• Exercise description:
Tally the lines in the data that follows that include the word "araştır", and report nothing but the total.

• Available data:
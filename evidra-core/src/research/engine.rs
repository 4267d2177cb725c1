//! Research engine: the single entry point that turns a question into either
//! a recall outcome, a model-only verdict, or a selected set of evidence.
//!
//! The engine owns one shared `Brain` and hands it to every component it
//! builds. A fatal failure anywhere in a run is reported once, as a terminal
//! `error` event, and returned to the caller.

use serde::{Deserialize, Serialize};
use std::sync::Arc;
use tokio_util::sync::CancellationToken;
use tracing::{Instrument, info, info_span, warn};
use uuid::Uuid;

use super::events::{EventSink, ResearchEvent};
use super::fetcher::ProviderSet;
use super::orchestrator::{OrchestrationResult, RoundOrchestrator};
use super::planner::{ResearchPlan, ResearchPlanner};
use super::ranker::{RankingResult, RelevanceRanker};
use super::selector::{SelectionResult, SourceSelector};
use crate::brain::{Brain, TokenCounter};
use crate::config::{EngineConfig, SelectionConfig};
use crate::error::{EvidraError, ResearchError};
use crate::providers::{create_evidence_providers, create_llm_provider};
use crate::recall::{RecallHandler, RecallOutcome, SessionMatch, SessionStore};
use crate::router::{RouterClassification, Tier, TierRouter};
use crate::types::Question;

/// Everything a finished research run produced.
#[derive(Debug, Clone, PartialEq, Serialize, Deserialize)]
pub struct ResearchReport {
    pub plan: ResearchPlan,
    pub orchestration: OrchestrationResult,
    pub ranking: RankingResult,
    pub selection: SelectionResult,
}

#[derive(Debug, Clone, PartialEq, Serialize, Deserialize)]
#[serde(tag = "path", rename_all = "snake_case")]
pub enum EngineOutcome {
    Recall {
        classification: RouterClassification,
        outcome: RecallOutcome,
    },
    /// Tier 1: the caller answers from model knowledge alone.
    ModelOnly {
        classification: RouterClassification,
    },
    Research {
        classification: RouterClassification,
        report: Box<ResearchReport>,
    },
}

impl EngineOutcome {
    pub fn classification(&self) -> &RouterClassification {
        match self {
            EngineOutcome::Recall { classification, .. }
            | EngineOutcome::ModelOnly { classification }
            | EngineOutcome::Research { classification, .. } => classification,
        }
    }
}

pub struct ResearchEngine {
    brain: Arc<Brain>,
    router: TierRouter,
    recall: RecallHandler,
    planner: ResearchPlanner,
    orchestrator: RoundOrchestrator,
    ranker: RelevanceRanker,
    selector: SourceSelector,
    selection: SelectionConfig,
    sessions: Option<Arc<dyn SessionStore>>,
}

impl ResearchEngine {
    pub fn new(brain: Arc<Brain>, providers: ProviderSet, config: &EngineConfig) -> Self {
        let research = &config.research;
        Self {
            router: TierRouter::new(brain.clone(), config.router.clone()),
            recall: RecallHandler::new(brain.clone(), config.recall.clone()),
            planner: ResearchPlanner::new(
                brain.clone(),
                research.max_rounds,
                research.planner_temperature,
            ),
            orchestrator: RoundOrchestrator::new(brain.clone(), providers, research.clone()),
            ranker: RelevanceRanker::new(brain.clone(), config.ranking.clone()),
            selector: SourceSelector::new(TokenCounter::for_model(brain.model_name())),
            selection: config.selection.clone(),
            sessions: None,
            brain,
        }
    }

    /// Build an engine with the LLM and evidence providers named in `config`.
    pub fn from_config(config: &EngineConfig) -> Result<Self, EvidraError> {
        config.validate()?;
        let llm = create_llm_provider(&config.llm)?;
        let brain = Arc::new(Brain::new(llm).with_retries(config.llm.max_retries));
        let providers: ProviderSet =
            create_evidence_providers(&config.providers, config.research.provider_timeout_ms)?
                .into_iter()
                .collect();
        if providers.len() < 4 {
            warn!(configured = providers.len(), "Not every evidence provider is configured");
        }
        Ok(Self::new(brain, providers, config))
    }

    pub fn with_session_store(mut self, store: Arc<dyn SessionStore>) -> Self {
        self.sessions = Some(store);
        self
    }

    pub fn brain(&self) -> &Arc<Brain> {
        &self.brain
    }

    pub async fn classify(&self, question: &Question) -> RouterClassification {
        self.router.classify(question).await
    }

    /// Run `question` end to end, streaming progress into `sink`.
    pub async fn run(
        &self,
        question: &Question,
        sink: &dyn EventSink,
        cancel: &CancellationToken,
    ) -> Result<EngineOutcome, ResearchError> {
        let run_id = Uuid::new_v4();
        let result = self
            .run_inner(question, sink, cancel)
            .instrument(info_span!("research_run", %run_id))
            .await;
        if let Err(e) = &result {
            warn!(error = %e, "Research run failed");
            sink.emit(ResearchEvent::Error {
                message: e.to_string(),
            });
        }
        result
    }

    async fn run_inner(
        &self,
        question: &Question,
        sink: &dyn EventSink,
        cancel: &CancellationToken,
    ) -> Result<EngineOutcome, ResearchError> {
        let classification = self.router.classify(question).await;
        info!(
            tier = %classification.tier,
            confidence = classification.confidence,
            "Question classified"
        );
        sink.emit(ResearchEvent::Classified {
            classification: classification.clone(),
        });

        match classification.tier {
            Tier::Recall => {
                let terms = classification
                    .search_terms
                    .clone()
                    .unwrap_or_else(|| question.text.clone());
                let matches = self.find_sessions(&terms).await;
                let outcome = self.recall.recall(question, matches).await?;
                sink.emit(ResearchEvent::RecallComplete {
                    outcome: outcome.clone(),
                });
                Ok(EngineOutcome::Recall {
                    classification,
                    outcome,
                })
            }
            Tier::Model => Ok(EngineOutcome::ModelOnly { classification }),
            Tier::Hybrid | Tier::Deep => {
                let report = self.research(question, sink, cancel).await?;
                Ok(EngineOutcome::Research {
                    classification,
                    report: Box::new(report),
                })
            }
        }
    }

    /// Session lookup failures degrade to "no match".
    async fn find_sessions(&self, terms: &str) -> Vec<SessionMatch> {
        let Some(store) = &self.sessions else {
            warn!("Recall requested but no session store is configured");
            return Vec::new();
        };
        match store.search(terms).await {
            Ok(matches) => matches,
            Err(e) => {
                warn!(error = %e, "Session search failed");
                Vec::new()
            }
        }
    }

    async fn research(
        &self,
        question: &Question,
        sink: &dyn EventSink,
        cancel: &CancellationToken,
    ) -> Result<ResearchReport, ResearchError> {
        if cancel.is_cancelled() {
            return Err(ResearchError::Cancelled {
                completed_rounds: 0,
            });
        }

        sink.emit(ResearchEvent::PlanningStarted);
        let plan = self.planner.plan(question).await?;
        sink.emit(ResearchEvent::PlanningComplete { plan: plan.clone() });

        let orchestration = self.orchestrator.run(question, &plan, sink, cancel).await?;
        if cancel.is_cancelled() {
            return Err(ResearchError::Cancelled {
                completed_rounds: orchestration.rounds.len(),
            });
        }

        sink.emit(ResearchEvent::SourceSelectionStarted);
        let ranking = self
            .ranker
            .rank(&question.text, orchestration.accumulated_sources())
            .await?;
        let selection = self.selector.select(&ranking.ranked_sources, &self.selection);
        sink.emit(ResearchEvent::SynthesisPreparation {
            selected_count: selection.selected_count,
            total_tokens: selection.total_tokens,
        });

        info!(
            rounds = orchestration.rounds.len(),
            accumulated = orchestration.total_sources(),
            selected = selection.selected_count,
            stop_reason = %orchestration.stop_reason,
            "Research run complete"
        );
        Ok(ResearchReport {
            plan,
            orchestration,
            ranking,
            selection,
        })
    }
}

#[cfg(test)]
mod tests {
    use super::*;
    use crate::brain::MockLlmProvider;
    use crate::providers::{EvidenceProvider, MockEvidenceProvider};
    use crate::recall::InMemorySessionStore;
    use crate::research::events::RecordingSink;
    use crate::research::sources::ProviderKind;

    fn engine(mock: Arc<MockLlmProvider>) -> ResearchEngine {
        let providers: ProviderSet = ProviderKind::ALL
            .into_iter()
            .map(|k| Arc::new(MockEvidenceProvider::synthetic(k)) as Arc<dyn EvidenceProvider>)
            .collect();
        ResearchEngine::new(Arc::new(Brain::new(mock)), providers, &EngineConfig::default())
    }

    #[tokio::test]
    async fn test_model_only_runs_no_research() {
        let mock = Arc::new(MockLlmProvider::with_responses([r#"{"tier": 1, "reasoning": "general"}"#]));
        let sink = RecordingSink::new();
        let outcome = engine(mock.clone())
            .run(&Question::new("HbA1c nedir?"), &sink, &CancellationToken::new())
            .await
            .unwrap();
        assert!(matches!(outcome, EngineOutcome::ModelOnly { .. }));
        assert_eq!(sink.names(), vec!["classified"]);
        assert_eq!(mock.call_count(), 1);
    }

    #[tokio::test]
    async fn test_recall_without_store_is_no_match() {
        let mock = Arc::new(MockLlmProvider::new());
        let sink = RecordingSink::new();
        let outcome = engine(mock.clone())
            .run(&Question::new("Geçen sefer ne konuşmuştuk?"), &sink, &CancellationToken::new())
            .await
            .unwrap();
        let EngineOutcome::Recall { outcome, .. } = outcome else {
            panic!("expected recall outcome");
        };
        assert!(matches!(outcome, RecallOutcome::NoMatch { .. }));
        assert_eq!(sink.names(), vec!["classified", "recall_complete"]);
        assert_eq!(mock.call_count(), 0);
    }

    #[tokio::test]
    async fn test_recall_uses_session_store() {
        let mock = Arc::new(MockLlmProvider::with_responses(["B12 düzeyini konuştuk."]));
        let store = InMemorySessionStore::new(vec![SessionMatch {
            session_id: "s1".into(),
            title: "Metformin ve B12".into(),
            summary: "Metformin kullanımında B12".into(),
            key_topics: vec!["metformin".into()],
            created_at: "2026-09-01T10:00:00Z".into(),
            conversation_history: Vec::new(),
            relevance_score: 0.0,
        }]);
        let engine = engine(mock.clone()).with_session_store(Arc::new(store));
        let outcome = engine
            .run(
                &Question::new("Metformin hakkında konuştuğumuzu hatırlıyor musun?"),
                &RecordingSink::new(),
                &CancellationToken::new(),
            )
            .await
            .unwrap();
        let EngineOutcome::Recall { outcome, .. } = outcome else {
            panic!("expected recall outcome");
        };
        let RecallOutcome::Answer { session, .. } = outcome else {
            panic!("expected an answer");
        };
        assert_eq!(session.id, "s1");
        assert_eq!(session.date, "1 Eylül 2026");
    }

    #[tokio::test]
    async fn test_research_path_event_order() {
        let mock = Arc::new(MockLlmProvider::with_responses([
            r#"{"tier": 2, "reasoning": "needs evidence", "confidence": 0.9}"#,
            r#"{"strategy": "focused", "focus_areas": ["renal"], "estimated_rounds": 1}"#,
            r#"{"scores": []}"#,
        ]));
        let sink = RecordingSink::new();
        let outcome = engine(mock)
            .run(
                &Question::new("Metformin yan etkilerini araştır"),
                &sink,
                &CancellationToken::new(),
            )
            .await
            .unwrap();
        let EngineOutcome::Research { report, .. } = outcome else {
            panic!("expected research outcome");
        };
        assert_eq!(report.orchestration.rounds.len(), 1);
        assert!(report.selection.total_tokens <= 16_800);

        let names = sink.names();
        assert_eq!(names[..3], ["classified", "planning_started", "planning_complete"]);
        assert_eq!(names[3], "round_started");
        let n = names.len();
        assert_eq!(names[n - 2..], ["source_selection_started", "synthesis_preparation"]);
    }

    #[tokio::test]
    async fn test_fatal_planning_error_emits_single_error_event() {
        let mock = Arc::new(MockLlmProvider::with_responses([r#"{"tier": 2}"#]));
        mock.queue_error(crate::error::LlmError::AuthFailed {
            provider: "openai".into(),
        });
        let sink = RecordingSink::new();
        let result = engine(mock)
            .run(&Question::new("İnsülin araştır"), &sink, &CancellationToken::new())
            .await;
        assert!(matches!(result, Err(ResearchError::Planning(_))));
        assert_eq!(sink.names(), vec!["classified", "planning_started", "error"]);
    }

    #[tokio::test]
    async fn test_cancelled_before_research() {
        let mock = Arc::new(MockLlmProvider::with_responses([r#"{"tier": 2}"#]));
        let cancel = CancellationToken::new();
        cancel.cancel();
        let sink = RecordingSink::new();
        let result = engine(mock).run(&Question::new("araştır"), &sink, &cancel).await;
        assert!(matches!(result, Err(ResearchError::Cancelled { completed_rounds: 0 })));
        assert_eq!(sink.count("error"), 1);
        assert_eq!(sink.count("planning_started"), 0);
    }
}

* * *

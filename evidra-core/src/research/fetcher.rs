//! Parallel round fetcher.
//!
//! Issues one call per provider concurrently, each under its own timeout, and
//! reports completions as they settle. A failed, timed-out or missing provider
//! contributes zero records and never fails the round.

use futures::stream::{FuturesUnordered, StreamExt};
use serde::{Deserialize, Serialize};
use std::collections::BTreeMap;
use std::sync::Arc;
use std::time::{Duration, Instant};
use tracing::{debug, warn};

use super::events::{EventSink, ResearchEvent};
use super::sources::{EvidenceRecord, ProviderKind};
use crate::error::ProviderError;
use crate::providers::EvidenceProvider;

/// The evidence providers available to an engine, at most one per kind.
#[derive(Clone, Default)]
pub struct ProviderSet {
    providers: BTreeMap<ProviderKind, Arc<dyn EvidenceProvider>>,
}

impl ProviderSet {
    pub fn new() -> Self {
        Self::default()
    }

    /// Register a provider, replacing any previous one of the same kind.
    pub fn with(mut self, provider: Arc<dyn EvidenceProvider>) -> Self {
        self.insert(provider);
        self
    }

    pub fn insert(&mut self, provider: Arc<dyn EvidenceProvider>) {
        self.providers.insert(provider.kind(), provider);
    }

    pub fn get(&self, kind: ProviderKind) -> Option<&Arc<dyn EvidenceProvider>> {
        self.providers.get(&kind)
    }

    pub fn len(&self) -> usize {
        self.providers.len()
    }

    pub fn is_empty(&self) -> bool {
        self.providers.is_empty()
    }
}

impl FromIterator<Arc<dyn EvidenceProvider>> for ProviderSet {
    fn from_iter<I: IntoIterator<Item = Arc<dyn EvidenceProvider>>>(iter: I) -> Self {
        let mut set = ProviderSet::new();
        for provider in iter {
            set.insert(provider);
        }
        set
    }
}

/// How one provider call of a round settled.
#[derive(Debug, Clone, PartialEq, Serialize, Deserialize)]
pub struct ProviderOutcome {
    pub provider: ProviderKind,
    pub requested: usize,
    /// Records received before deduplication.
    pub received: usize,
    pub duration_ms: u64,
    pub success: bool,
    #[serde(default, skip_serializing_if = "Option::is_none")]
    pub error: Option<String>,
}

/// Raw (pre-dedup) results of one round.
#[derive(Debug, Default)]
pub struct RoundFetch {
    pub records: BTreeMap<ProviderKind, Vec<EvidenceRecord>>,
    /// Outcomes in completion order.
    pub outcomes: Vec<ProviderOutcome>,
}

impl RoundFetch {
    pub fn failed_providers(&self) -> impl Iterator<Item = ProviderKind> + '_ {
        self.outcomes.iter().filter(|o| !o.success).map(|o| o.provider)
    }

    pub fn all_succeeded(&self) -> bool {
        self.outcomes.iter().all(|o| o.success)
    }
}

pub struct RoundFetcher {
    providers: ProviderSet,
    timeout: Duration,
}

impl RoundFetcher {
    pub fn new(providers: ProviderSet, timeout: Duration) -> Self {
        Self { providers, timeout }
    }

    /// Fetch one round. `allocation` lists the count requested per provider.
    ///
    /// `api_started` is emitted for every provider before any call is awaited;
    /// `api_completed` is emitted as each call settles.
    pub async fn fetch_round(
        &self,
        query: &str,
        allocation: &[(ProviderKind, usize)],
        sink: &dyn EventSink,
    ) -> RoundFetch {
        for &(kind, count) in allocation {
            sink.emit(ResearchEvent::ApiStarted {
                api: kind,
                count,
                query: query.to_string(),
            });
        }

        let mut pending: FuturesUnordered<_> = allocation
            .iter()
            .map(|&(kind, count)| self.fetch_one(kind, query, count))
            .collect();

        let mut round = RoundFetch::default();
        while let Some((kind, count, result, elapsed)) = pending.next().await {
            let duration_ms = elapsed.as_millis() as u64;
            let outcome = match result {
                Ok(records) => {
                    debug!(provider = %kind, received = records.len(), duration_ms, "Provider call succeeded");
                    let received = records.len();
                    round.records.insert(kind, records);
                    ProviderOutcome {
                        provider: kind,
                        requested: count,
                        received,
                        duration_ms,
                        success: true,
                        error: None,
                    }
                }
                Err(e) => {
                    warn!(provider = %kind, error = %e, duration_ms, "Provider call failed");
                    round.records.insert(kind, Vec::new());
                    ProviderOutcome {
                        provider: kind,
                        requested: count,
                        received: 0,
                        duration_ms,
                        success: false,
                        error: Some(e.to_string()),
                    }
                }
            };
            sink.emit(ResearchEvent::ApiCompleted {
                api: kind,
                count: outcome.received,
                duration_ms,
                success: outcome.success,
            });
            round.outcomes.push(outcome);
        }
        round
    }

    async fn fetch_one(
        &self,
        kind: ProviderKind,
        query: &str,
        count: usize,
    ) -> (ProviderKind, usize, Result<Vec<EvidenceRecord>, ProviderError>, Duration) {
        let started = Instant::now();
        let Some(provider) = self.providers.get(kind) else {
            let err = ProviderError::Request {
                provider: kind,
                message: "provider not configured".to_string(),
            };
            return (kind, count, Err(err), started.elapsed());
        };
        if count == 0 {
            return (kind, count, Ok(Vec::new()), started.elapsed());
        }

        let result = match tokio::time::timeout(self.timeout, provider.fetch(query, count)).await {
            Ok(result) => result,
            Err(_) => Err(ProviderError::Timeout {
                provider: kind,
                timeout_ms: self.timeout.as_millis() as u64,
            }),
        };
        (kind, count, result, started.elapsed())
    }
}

• Your response:
3